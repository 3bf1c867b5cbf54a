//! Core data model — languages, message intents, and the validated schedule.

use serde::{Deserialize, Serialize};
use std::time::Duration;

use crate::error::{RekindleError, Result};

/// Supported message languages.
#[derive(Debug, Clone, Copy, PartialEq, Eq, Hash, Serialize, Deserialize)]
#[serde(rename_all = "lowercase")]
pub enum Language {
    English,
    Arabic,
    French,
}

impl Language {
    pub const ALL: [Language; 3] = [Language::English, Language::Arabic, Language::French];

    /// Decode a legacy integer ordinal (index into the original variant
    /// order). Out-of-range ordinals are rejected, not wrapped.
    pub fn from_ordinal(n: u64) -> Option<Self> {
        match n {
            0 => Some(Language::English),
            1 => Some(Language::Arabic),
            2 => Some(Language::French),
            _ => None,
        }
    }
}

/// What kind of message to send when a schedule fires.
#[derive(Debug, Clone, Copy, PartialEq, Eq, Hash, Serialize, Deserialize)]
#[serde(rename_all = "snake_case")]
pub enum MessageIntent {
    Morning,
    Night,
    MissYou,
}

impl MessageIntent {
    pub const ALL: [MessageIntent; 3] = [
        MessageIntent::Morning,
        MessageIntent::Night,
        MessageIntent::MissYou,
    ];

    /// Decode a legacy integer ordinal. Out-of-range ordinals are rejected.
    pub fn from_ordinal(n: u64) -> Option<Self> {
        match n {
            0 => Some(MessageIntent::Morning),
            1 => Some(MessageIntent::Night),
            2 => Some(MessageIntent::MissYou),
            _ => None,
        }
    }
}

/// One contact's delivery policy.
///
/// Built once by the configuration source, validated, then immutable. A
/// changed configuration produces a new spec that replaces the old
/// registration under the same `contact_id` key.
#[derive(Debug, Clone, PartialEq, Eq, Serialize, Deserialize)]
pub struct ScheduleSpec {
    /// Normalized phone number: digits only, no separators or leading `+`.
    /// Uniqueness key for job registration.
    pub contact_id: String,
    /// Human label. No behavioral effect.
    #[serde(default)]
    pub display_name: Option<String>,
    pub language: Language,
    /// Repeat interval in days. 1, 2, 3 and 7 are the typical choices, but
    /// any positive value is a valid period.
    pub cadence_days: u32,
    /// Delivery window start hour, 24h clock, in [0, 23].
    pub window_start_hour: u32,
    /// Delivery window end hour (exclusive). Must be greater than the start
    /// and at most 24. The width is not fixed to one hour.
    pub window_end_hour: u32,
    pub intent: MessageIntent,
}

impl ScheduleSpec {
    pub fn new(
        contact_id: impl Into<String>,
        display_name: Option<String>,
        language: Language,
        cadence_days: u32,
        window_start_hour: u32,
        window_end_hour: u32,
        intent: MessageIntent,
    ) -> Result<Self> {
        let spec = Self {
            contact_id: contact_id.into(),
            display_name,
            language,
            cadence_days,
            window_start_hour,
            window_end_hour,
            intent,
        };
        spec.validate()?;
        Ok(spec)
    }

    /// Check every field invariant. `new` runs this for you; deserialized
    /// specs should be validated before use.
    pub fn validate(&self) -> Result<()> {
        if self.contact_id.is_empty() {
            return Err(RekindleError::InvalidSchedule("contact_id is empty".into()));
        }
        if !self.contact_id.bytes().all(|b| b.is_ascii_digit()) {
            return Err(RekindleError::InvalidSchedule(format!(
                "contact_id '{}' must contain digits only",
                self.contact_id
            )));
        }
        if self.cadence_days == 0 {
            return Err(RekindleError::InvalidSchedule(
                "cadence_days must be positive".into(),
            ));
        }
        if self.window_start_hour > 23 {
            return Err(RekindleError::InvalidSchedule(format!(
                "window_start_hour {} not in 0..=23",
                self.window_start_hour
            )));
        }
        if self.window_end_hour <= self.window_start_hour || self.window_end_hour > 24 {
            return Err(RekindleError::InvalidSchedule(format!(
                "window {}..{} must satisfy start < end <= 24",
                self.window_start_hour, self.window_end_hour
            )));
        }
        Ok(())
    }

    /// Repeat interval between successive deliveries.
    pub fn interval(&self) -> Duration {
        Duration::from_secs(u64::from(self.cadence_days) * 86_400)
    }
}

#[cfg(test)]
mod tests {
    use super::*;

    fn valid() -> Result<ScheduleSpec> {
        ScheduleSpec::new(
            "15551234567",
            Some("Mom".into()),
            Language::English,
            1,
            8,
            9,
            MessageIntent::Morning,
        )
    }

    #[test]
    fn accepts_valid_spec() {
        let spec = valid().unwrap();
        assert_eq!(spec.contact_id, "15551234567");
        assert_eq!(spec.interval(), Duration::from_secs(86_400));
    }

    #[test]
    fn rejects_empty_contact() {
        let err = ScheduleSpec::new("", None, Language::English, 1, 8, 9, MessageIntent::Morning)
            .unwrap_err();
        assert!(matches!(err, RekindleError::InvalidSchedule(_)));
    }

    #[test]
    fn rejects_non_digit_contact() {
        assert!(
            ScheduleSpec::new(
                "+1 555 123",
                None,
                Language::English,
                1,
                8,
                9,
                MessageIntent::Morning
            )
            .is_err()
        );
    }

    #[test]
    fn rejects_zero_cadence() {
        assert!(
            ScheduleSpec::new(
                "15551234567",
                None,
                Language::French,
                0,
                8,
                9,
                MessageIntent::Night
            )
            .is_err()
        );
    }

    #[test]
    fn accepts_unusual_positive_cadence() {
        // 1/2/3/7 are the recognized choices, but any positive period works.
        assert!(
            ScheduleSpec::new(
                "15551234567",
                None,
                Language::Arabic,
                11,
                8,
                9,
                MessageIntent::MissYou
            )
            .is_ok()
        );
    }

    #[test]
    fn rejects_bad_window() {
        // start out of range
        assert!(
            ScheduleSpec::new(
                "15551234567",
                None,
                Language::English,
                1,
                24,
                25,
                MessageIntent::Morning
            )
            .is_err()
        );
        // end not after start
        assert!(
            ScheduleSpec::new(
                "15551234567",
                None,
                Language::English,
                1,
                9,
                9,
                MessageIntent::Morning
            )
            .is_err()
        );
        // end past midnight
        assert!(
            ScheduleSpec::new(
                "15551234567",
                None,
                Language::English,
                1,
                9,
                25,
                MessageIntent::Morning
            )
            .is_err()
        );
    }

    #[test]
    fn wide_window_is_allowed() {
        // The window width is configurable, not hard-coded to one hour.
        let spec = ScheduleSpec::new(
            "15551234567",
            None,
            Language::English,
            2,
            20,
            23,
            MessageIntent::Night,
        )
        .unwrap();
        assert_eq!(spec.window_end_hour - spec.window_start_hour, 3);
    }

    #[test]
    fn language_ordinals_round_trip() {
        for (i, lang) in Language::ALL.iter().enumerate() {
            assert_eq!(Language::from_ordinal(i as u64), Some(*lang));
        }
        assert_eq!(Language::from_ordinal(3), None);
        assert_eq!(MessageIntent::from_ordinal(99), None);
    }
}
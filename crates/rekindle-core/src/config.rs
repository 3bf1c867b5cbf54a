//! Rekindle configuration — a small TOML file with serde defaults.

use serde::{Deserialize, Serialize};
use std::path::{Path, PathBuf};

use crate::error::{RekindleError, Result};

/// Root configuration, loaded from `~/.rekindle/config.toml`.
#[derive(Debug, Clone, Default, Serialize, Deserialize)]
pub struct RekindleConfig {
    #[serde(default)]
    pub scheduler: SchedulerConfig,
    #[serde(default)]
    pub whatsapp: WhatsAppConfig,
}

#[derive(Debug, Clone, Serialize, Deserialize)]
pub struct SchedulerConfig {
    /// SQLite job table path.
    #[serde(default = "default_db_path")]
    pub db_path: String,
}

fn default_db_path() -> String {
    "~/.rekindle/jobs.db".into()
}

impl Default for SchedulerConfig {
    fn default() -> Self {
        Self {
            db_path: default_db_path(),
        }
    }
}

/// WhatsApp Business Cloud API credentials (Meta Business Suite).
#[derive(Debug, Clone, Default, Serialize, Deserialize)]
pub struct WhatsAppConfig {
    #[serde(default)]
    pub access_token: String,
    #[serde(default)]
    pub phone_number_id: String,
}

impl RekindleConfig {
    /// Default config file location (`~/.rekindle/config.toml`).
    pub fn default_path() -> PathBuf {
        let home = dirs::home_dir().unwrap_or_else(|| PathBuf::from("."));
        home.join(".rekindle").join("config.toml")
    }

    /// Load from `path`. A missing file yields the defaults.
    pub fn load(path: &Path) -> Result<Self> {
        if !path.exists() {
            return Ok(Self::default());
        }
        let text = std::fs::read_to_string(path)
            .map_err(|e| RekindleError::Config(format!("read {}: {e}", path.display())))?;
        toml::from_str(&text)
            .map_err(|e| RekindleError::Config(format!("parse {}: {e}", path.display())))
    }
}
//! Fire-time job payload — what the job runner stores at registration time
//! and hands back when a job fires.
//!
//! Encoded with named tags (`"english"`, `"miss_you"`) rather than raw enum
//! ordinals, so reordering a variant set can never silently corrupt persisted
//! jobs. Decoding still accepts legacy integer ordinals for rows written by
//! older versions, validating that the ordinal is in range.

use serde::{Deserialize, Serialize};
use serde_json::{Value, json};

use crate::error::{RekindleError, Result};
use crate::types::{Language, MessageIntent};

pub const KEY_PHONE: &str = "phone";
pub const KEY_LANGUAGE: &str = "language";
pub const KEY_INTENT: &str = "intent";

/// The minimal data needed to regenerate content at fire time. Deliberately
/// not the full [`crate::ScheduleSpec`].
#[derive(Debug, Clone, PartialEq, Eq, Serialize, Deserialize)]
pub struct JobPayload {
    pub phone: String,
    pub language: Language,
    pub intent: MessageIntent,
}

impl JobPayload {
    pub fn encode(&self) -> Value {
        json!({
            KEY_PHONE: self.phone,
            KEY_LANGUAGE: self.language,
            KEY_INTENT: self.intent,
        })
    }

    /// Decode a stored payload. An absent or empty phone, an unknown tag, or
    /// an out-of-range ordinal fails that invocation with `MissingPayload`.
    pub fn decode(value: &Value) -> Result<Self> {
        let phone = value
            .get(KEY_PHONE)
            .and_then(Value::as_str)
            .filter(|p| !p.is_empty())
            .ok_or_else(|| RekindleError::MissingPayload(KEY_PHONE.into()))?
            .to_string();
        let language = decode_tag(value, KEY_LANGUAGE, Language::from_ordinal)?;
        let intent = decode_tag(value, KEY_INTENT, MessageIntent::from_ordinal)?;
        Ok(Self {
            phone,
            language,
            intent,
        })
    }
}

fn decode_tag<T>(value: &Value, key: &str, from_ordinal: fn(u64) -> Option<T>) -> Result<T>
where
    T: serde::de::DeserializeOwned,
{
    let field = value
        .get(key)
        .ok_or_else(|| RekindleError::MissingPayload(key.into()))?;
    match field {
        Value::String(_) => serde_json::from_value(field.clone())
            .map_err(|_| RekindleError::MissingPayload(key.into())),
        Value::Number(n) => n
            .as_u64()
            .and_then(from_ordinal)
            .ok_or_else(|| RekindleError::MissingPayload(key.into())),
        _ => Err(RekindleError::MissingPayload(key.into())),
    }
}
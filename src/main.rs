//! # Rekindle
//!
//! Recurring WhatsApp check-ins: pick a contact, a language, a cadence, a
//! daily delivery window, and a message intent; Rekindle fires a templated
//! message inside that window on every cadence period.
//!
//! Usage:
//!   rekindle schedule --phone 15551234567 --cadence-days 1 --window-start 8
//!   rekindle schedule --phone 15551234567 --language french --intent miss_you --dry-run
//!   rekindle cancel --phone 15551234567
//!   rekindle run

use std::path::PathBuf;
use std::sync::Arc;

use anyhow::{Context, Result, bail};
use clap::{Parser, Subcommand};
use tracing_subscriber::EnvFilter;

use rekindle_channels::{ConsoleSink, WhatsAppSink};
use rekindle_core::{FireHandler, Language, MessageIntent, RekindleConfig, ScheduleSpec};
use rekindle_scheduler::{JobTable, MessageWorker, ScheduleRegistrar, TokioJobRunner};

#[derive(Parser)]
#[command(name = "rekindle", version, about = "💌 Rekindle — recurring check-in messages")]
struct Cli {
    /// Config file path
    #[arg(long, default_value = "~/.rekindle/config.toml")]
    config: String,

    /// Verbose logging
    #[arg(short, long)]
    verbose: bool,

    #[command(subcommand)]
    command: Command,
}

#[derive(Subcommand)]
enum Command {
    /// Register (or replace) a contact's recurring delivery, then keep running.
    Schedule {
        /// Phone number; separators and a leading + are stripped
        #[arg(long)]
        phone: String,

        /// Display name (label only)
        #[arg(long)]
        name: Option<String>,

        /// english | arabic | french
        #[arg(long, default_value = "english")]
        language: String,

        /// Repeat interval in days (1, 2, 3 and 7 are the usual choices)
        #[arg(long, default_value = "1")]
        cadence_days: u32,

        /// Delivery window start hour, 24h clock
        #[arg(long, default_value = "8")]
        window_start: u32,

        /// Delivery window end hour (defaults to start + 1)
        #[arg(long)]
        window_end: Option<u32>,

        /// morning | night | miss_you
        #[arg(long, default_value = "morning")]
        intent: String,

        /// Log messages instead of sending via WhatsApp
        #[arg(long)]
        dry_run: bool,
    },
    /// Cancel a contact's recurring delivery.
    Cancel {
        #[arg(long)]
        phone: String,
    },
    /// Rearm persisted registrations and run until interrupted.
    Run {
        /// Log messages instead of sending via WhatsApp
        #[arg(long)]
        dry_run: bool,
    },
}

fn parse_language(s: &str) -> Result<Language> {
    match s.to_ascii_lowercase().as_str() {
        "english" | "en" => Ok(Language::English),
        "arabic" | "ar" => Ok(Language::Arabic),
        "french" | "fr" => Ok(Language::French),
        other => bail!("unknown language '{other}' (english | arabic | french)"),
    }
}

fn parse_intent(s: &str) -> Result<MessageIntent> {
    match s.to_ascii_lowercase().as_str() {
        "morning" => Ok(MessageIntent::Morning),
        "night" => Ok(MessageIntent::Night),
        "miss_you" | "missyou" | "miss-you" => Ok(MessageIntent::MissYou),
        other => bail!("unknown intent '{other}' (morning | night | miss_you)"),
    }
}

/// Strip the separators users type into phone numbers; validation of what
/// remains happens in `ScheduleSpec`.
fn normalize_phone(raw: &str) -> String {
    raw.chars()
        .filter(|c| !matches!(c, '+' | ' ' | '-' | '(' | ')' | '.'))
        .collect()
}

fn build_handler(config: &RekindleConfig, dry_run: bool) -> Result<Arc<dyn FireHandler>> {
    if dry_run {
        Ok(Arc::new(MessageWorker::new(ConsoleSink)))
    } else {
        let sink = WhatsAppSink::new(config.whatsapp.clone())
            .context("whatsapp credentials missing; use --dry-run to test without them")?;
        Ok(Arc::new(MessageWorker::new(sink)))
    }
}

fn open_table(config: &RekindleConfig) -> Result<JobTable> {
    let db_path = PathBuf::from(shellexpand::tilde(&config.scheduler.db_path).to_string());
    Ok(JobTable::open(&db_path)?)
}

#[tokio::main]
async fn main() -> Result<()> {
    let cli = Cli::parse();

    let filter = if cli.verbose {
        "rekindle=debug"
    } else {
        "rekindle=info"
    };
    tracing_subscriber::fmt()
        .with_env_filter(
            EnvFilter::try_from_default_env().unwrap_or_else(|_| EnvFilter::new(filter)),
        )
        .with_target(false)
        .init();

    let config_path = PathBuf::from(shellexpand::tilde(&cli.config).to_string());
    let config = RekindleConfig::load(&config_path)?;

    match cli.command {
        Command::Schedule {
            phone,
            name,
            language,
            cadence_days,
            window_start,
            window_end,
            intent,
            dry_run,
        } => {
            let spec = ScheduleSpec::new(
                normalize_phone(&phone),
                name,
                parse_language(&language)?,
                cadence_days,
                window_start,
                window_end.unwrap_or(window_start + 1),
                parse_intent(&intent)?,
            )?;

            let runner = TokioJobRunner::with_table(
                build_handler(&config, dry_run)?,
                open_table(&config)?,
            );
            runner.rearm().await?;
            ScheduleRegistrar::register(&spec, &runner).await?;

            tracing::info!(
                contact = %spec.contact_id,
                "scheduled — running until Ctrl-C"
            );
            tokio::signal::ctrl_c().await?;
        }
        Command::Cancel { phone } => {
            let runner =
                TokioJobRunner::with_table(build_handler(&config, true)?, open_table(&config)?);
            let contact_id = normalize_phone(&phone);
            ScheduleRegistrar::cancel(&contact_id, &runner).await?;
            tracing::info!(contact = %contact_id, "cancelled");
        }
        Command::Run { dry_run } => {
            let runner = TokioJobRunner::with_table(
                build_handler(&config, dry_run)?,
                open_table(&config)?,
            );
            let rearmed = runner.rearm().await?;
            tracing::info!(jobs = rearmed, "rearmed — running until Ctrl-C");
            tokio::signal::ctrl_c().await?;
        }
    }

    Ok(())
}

The problem
What is the number of lines above that contain the word "PathBuf"? Answer with that number only.

Solution for this exercise
6